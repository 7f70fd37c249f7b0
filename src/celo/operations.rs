//! `(resource, operation)` dispatch.
//!
//! Host-facing requests arrive as two strings and a JSON parameter object.
//! [`Operation::parse`] turns them into a typed operation, so unknown pairs
//! and malformed parameters are rejected before anything touches the network.

use schemars::JsonSchema;
use serde::de::DeserializeOwned;
use serde::{Deserialize, Serialize};
use serde_json::{json, Value};
use std::fmt;
use std::str::FromStr;
use tracing::debug;

use super::abi::{encode_function_call, function_signature, selector_hex, AbiType, AbiValue};
use super::client::CeloClient;
use super::error::{CeloError, CeloResult};
use super::events::{BlockTag, LogFilter, TopicFilter, Trigger};
use super::explorer::SortOrder;
use super::hex::u256_to_hex_quantity;
use super::identity::identifier_hash;
use super::units::{convert_units, format_units_str, parse_units, Unit, DEFAULT_DECIMALS};

#[derive(Debug, Clone, Copy, PartialEq, Eq, Hash, Serialize, Deserialize, JsonSchema)]
#[serde(rename_all = "snake_case")]
pub enum Resource {
    Account,
    Token,
    Block,
    Transaction,
    Contract,
    Network,
    Event,
    Utility,
    Identity,
}

impl Resource {
    pub fn as_str(&self) -> &'static str {
        match self {
            Resource::Account => "account",
            Resource::Token => "token",
            Resource::Block => "block",
            Resource::Transaction => "transaction",
            Resource::Contract => "contract",
            Resource::Network => "network",
            Resource::Event => "event",
            Resource::Utility => "utility",
            Resource::Identity => "identity",
        }
    }
}

impl fmt::Display for Resource {
    fn fmt(&self, f: &mut fmt::Formatter<'_>) -> fmt::Result {
        f.write_str(self.as_str())
    }
}

impl FromStr for Resource {
    type Err = CeloError;

    fn from_str(s: &str) -> Result<Self, Self::Err> {
        OPERATIONS
            .iter()
            .map(|(resource, _)| *resource)
            .find(|resource| resource.as_str() == s.trim().to_ascii_lowercase())
            .ok_or_else(|| CeloError::invalid_input(format!("unknown resource '{}'", s)))
    }
}
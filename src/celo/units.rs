//! Lossless conversion between base units and human decimal amounts.
//!
//! All arithmetic is on `U256`. Excess fractional digits in `parse_units` are
//! truncated toward zero, never rounded.

use alloy::primitives::U256;
use schemars::JsonSchema;
use serde::{Deserialize, Serialize};
use std::fmt;
use std::str::FromStr;

use super::error::{CeloError, CeloResult};
use super::hex::parse_quantity;

pub const DEFAULT_DECIMALS: u8 = 18;
pub const GWEI_DECIMALS: u8 = 9;

/// 10^77 is the largest power of ten below 2^256.
pub const MAX_DECIMALS: u8 = 77;

fn ten_pow(decimals: u8) -> CeloResult<U256> {
    if decimals > MAX_DECIMALS {
        return Err(CeloError::InvalidAmount(format!(
            "{} decimals exceeds the maximum of {}",
            decimals, MAX_DECIMALS
        )));
    }
    Ok(U256::from(10u64).pow(U256::from(decimals)))
}

/// Formats a base-unit amount as a decimal major-unit string.
pub fn format_units(base: U256, decimals: u8) -> CeloResult<String> {
    let scale = ten_pow(decimals)?;
    let integer = base / scale;
    let remainder = base % scale;
    if remainder.is_zero() {
        return Ok(integer.to_string());
    }
    let fraction = format!("{:0>width$}", remainder.to_string(), width = decimals as usize);
    Ok(format!("{}.{}", integer, fraction.trim_end_matches('0')))
}

/// Same as [`format_units`] for a decimal or `0x` hex base amount string.
pub fn format_units_str(base: &str, decimals: u8) -> CeloResult<String> {
    format_units(parse_quantity(base)?, decimals)
}

/// Parses a decimal major-unit amount into base units.
pub fn parse_units(amount: &str, decimals: u8) -> CeloResult<U256> {
    let amount = amount.trim();
    let invalid = |reason: &str| CeloError::InvalidAmount(format!("'{}' {}", amount, reason));

    let (integer, fraction) = match amount.split_once('.') {
        Some((integer, fraction)) => (integer, fraction),
        None => (amount, ""),
    };
    if integer.is_empty() && fraction.is_empty() {
        return Err(invalid("is not a number"));
    }
    if fraction.contains('.') {
        return Err(invalid("has more than one decimal point"));
    }
    if !integer.chars().all(|c| c.is_ascii_digit()) || !fraction.chars().all(|c| c.is_ascii_digit())
    {
        return Err(invalid("must contain only digits and at most one decimal point"));
    }

    let scale = ten_pow(decimals)?;
    let width = decimals as usize;
    let mut fraction = fraction.to_string();
    if fraction.len() > width {
        fraction.truncate(width);
    } else {
        fraction.extend(std::iter::repeat('0').take(width - fraction.len()));
    }

    let integer_part = if integer.is_empty() {
        U256::ZERO
    } else {
        U256::from_str_radix(integer, 10).map_err(|_| invalid("is too large"))?
    };
    let fraction_part = if fraction.is_empty() {
        U256::ZERO
    } else {
        U256::from_str_radix(&fraction, 10).map_err(|_| invalid("is too large"))?
    };

    integer_part
        .checked_mul(scale)
        .and_then(|scaled| scaled.checked_add(fraction_part))
        .ok_or_else(|| invalid("does not fit in 256 bits"))
}

/// The three magnitudes the adapter converts between.
#[derive(Debug, Clone, Copy, PartialEq, Eq, Serialize, Deserialize, JsonSchema)]
#[serde(rename_all = "lowercase")]
pub enum Unit {
    Wei,
    Gwei,
    Celo,
}

impl Unit {
    pub fn decimals(&self) -> u8 {
        match self {
            Unit::Wei => 0,
            Unit::Gwei => GWEI_DECIMALS,
            Unit::Celo => DEFAULT_DECIMALS,
        }
    }
}

impl fmt::Display for Unit {
    fn fmt(&self, f: &mut fmt::Formatter<'_>) -> fmt::Result {
        match self {
            Unit::Wei => f.write_str("wei"),
            Unit::Gwei => f.write_str("gwei"),
            Unit::Celo => f.write_str("celo"),
        }
    }
}

impl FromStr for Unit {
    type Err = CeloError;

    fn from_str(s: &str) -> Result<Self, Self::Err> {
        match s.trim().to_ascii_lowercase().as_str() {
            "wei" => Ok(Unit::Wei),
            "gwei" => Ok(Unit::Gwei),
            "celo" | "ether" => Ok(Unit::Celo),
            other => Err(CeloError::invalid_input(format!(
                "unknown unit '{}'. Expected wei, gwei or celo",
                other
            ))),
        }
    }
}

/// One amount in every unit.
#[derive(Debug, Clone, PartialEq, Eq, Serialize, Deserialize)]
pub struct UnitAmounts {
    pub wei: String,
    pub gwei: String,
    pub celo: String,
}

impl UnitAmounts {
    pub fn from_wei(wei: U256) -> CeloResult<Self> {
        Ok(Self {
            wei: wei.to_string(),
            gwei: format_units(wei, GWEI_DECIMALS)?,
            celo: format_units(wei, DEFAULT_DECIMALS)?,
        })
    }
}

/// Converts `value`, expressed in `from`, into all three units.
pub fn convert_units(value: &str, from: Unit) -> CeloResult<UnitAmounts> {
    let wei = parse_units(value, from.decimals())?;
    UnitAmounts::from_wei(wei)
}

#[cfg(test)]
mod tests {
    use super::*;

    fn u(s: &str) -> U256 {
        U256::from_str_radix(s, 10).unwrap()
    }

    #[test]
    fn test_format_units_boundaries() {
        assert_eq!(format_units(U256::ZERO, 18).unwrap(), "0");
        assert_eq!(format_units(u("1000000000000000000"), 18).unwrap(), "1");
        assert_eq!(format_units(u("1500000000000000000"), 18).unwrap(), "1.5");
        assert_eq!(format_units(u("1"), 18).unwrap(), "0.000000000000000001");
        assert_eq!(format_units(u("123456"), 0).unwrap(), "123456");
        assert_eq!(format_units(u("1050"), 3).unwrap(), "1.05");
    }

    #[test]
    fn test_format_units_beyond_f64_precision() {
        assert_eq!(
            format_units(u("123456789012345678901234567890"), 18).unwrap(),
            "123456789012.34567890123456789"
        );
        assert_eq!(
            format_units_str("0xde0b6b3a7640000", 18).unwrap(),
            "1"
        );
    }

    #[test]
    fn test_parse_units() {
        assert_eq!(parse_units("0.1", 18).unwrap(), u("100000000000000000"));
        assert_eq!(parse_units("1", 18).unwrap(), u("1000000000000000000"));
        assert_eq!(parse_units("1.", 6).unwrap(), u("1000000"));
        assert_eq!(parse_units(".5", 6).unwrap(), u("500000"));
        assert_eq!(parse_units("0", 18).unwrap(), U256::ZERO);
    }

    #[test]
    fn test_parse_units_truncates_excess_precision() {
        assert_eq!(parse_units("1.2345678", 6).unwrap(), u("1234567"));
        assert_eq!(parse_units("0.9999999", 6).unwrap(), u("999999"));
        assert_eq!(parse_units("7.9", 0).unwrap(), u("7"));
    }

    #[test]
    fn test_parse_units_rejects_malformed() {
        for bad in ["", ".", "1.2.3", "abc", "-1", "1e18", "1,5", " 1 2"] {
            assert!(
                matches!(parse_units(bad, 18), Err(CeloError::InvalidAmount(_))),
                "{bad:?} should be rejected"
            );
        }
        assert!(parse_units("1", 78).is_err());
    }

    #[test]
    fn test_convert_units() {
        let amounts = convert_units("1", Unit::Celo).unwrap();
        assert_eq!(
            amounts,
            UnitAmounts {
                wei: "1000000000000000000".into(),
                gwei: "1000000000".into(),
                celo: "1".into(),
            }
        );

        let amounts = convert_units("2.5", Unit::Gwei).unwrap();
        assert_eq!(amounts.wei, "2500000000");
        assert_eq!(amounts.celo, "0.0000000025");

        let amounts = convert_units("1", Unit::Wei).unwrap();
        assert_eq!(amounts.gwei, "0.000000001");
    }

    #[test]
    fn test_unit_from_str() {
        assert_eq!("CELO".parse::<Unit>().unwrap(), Unit::Celo);
        assert_eq!("gwei".parse::<Unit>().unwrap(), Unit::Gwei);
        assert!("finney".parse::<Unit>().is_err());
    }
}
pub mod abi;
pub mod client;
pub mod error;
pub mod events;
pub mod explorer;
pub mod hex;
pub mod identity;
pub mod network;
pub mod operations;
pub mod retry;
pub mod rpc;
pub mod units;
pub mod utils;

pub use client::CeloClient;
pub use error::{CeloError, CeloResult, ErrorKind};

use serde::{Deserialize, Serialize};

#[derive(Debug, Clone, PartialEq, Eq, Serialize, Deserialize)]
pub struct TransactionInfo {
    pub hash: String,
    pub from: String,
    pub to: Option<String>,
    /// Base units, decimal.
    pub value: String,
    pub value_formatted: String,
    pub token_symbol: Option<String>,
    pub token_address: Option<String>,
    pub block_number: u64,
    pub timestamp: u64,
    pub status: bool,
}

#[derive(Debug, Clone, PartialEq, Eq, Serialize, Deserialize)]
pub struct EventInfo {
    pub address: String,
    pub topics: Vec<String>,
    pub data: String,
    pub block_number: u64,
    pub transaction_hash: String,
    pub log_index: u64,
    pub decoded: Option<serde_json::Value>,
}

#[derive(Debug, Clone, PartialEq, Eq, Serialize, Deserialize)]
pub struct TokenBalance {
    pub token: String,
    pub token_address: String,
    pub holder: String,
    /// Base units, decimal.
    pub raw: String,
    pub formatted: String,
    pub decimals: u8,
}

#[derive(Debug, Clone, PartialEq, Eq, Serialize, Deserialize)]
pub struct TokenInfo {
    pub address: String,
    pub name: String,
    pub symbol: String,
    pub decimals: u8,
    pub total_supply: String,
    pub total_supply_formatted: String,
}

#[derive(Debug, Clone, PartialEq, Eq, Serialize, Deserialize)]
pub struct TokenAllowance {
    pub token_address: String,
    pub owner: String,
    pub spender: String,
    pub raw: String,
    pub formatted: String,
}

#[derive(Debug, Clone, PartialEq, Eq, Serialize, Deserialize)]
pub struct LockedCelo {
    pub account: String,
    pub total: String,
    pub total_formatted: String,
    pub nonvoting: String,
    pub nonvoting_formatted: String,
}

#[derive(Debug, Clone, PartialEq, Eq, Serialize, Deserialize)]
pub struct NetworkInfo {
    pub network: String,
    pub rpc_url: String,
    pub explorer_api_url: Option<String>,
    pub chain_id: u64,
    pub reported_chain_id: u64,
    pub latest_block: u64,
}
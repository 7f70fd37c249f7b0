//! Hex and quantity helpers shared by the ABI codec, the transport and the
//! unit converter.
//!
//! Quantities are `U256` internally and cross boundaries either as minimal
//! `0x` hex (JSON-RPC) or as decimal strings (human display).

use alloy::primitives::U256;

use super::error::{CeloError, CeloResult};

/// Maximum number of hex digits in a 256-bit quantity.
pub const MAX_QUANTITY_DIGITS: usize = 64;

/// Returns the digits after a `0x`/`0X` prefix, or `None` if there is no prefix.
pub fn strip_0x(value: &str) -> Option<&str> {
    value
        .strip_prefix("0x")
        .or_else(|| value.strip_prefix("0X"))
}

/// Left-pads a hex digit string with `'0'` to exactly `length` characters.
///
/// Input longer than `length` is rejected rather than truncated.
pub fn pad_left(hex: &str, length: usize) -> CeloResult<String> {
    if hex.len() > length {
        return Err(CeloError::encoding(format!(
            "hex value '{}' is {} digits long and does not fit in {} digits",
            hex,
            hex.len(),
            length
        )));
    }
    Ok(format!("{:0>width$}", hex, width = length))
}

/// Anything `to_hex_quantity` accepts: a native integer or a decimal / hex string.
#[derive(Debug, Clone, Copy)]
pub enum QuantityInput<'a> {
    Number(u64),
    Text(&'a str),
}

impl From<u64> for QuantityInput<'_> {
    fn from(value: u64) -> Self {
        QuantityInput::Number(value)
    }
}

impl<'a> From<&'a str> for QuantityInput<'a> {
    fn from(value: &'a str) -> Self {
        QuantityInput::Text(value)
    }
}

impl<'a> From<&'a String> for QuantityInput<'a> {
    fn from(value: &'a String) -> Self {
        QuantityInput::Text(value.as_str())
    }
}

/// Converts a quantity to the minimal `0x` hex form used by JSON-RPC.
///
/// Already-prefixed input is validated and returned unchanged, so the
/// conversion is idempotent.
pub fn to_hex_quantity<'a>(value: impl Into<QuantityInput<'a>>) -> CeloResult<String> {
    match value.into() {
        QuantityInput::Number(n) => Ok(format!("0x{:x}", n)),
        QuantityInput::Text(text) => {
            let text = text.trim();
            if strip_0x(text).is_some() {
                from_hex_quantity(text)?;
                Ok(text.to_string())
            } else {
                Ok(u256_to_hex_quantity(parse_decimal(text)?))
            }
        }
    }
}

/// Minimal `0x` hex for a `U256`; zero is `0x0`.
pub fn u256_to_hex_quantity(value: U256) -> String {
    let digits = hex::encode(value.to_be_bytes::<32>());
    let trimmed = digits.trim_start_matches('0');
    if trimmed.is_empty() {
        "0x0".to_string()
    } else {
        format!("0x{}", trimmed)
    }
}

/// Parses a `0x`-prefixed hex quantity into a `U256`.
pub fn from_hex_quantity(hex: &str) -> CeloResult<U256> {
    let digits = strip_0x(hex.trim())
        .ok_or_else(|| CeloError::MalformedHex(format!("'{}' is missing the 0x prefix", hex)))?;
    if digits.is_empty() {
        return Err(CeloError::MalformedHex(format!("'{}' has no digits", hex)));
    }
    if !digits.chars().all(|c| c.is_ascii_hexdigit()) {
        return Err(CeloError::MalformedHex(format!(
            "'{}' contains non-hexadecimal characters",
            hex
        )));
    }
    let significant = digits.trim_start_matches('0');
    if significant.len() > MAX_QUANTITY_DIGITS {
        return Err(CeloError::MalformedHex(format!(
            "'{}' does not fit in 256 bits",
            hex
        )));
    }
    if significant.is_empty() {
        return Ok(U256::ZERO);
    }
    U256::from_str_radix(significant, 16)
        .map_err(|e| CeloError::MalformedHex(format!("'{}': {}", hex, e)))
}

/// Parses a hex quantity that must fit in a `u64` (block numbers, chain ids, gas).
pub fn from_hex_u64(hex: &str) -> CeloResult<u64> {
    let value = from_hex_quantity(hex)?;
    if value > U256::from(u64::MAX) {
        return Err(CeloError::MalformedHex(format!(
            "'{}' does not fit in 64 bits",
            hex
        )));
    }
    Ok(value.to::<u64>())
}

/// Parses a non-negative decimal integer string into a `U256`.
pub fn parse_decimal(text: &str) -> CeloResult<U256> {
    let text = text.trim();
    if text.is_empty() || !text.chars().all(|c| c.is_ascii_digit()) {
        return Err(CeloError::InvalidAmount(format!(
            "'{}' is not a non-negative decimal integer",
            text
        )));
    }
    U256::from_str_radix(text, 10)
        .map_err(|_| CeloError::InvalidAmount(format!("'{}' does not fit in 256 bits", text)))
}

/// Parses either a decimal or a `0x` hex integer.
pub fn parse_quantity(text: &str) -> CeloResult<U256> {
    let text = text.trim();
    if strip_0x(text).is_some() {
        from_hex_quantity(text)
    } else {
        parse_decimal(text)
    }
}

/// Decodes a `0x` (or bare) hex byte string.
pub fn decode_hex_bytes(value: &str) -> CeloResult<Vec<u8>> {
    let value = value.trim();
    let digits = strip_0x(value).unwrap_or(value);
    hex::decode(digits).map_err(|e| CeloError::MalformedHex(format!("'{}': {}", value, e)))
}

/// Encodes bytes as lower-case `0x` hex.
pub fn encode_hex_bytes(bytes: &[u8]) -> String {
    format!("0x{}", hex::encode(bytes))
}
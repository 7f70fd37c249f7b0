//! Phone-number identifiers.
//!
//! This is a local stand-in: it hashes `tel://<e164>__<pepper>` with
//! Keccak-256. It is NOT an ODIS lookup, performs no rate-limited pepper
//! retrieval and verifies nothing, so the result will not match identifiers
//! attested on-chain unless the caller already holds the real pepper.

use alloy::primitives::keccak256;
use serde::Serialize;

use super::error::{CeloError, CeloResult};
use super::hex::encode_hex_bytes;

pub const IDENTIFIER_PREFIX: &str = "tel://";
const PEPPER_SEPARATOR: &str = "__";

#[derive(Debug, Clone, PartialEq, Eq, Serialize)]
pub struct PhoneIdentifier {
    pub phone_number: String,
    pub identifier: String,
    pub peppered: bool,
    /// Always true; kept in the output so callers cannot mistake it for ODIS.
    pub placeholder: bool,
}

/// Accepts `+` followed by 8 to 15 digits, ignoring spaces, dashes and parentheses.
pub fn normalize_e164(phone_number: &str) -> CeloResult<String> {
    let compact: String = phone_number
        .chars()
        .filter(|c| !matches!(c, ' ' | '-' | '(' | ')'))
        .collect();

    let digits = compact.strip_prefix('+').ok_or_else(|| {
        CeloError::invalid_input(format!(
            "phone number '{}' must be in E.164 form, e.g. +14155552671",
            phone_number
        ))
    })?;

    if !(8..=15).contains(&digits.len())
        || !digits.chars().all(|c| c.is_ascii_digit())
        || digits.starts_with('0')
    {
        return Err(CeloError::invalid_input(format!(
            "phone number '{}' is not a valid E.164 number",
            phone_number
        )));
    }
    Ok(compact)
}

pub fn identifier_hash(phone_number: &str, pepper: Option<&str>) -> CeloResult<PhoneIdentifier> {
    let phone_number = normalize_e164(phone_number)?;
    let pepper = pepper.map(str::trim).filter(|p| !p.is_empty());

    let mut plaintext = format!("{}{}", IDENTIFIER_PREFIX, phone_number);
    if let Some(pepper) = pepper {
        plaintext.push_str(PEPPER_SEPARATOR);
        plaintext.push_str(pepper);
    }

    Ok(PhoneIdentifier {
        identifier: encode_hex_bytes(keccak256(plaintext.as_bytes()).as_slice()),
        phone_number,
        peppered: pepper.is_some(),
        placeholder: true,
    })
}

#[cfg(test)]
mod tests {
    use super::*;

    #[test]
    fn test_normalize_e164() {
        assert_eq!(normalize_e164("+1 (415) 555-2671").unwrap(), "+14155552671");
        assert!(normalize_e164("4155552671").is_err());
        assert!(normalize_e164("+0123456789").is_err());
        assert!(normalize_e164("+12ab").is_err());
        assert!(normalize_e164("+1234567890123456").is_err());
    }

    #[test]
    fn test_identifier_is_deterministic() {
        let a = identifier_hash("+14155552671", Some("pepper")).unwrap();
        let b = identifier_hash("+1 415 555 2671", Some(" pepper ")).unwrap();
        assert_eq!(a, b);
        assert!(a.peppered);
        assert!(a.placeholder);
        assert_eq!(a.identifier.len(), 66);

        let expected = encode_hex_bytes(keccak256(b"tel://+14155552671__pepper").as_slice());
        assert_eq!(a.identifier, expected);
    }

    #[test]
    fn test_pepper_changes_identifier() {
        let plain = identifier_hash("+14155552671", None).unwrap();
        let blank = identifier_hash("+14155552671", Some("  ")).unwrap();
        let peppered = identifier_hash("+14155552671", Some("pepper")).unwrap();
        assert_eq!(plain, blank);
        assert!(!plain.peppered);
        assert_ne!(plain.identifier, peppered.identifier);
    }
}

● ● ● ● ● ● ●

Activity — Please give back exactly the lines of the listing above that run from the one containing "Ok(text.to_string())" through the one containing "let digits = hex::encode(value.to_be_bytes::<32>());", and only those.

Response to this exercise —
                Ok(text.to_string())
            } else {
                Ok(u256_to_hex_quantity(parse_decimal(text)?))
            }
        }
    }
}

/// Minimal `0x` hex for a `U256`; zero is `0x0`.
pub fn u256_to_hex_quantity(value: U256) -> String {
    let digits = hex::encode(value.to_be_bytes::<32>());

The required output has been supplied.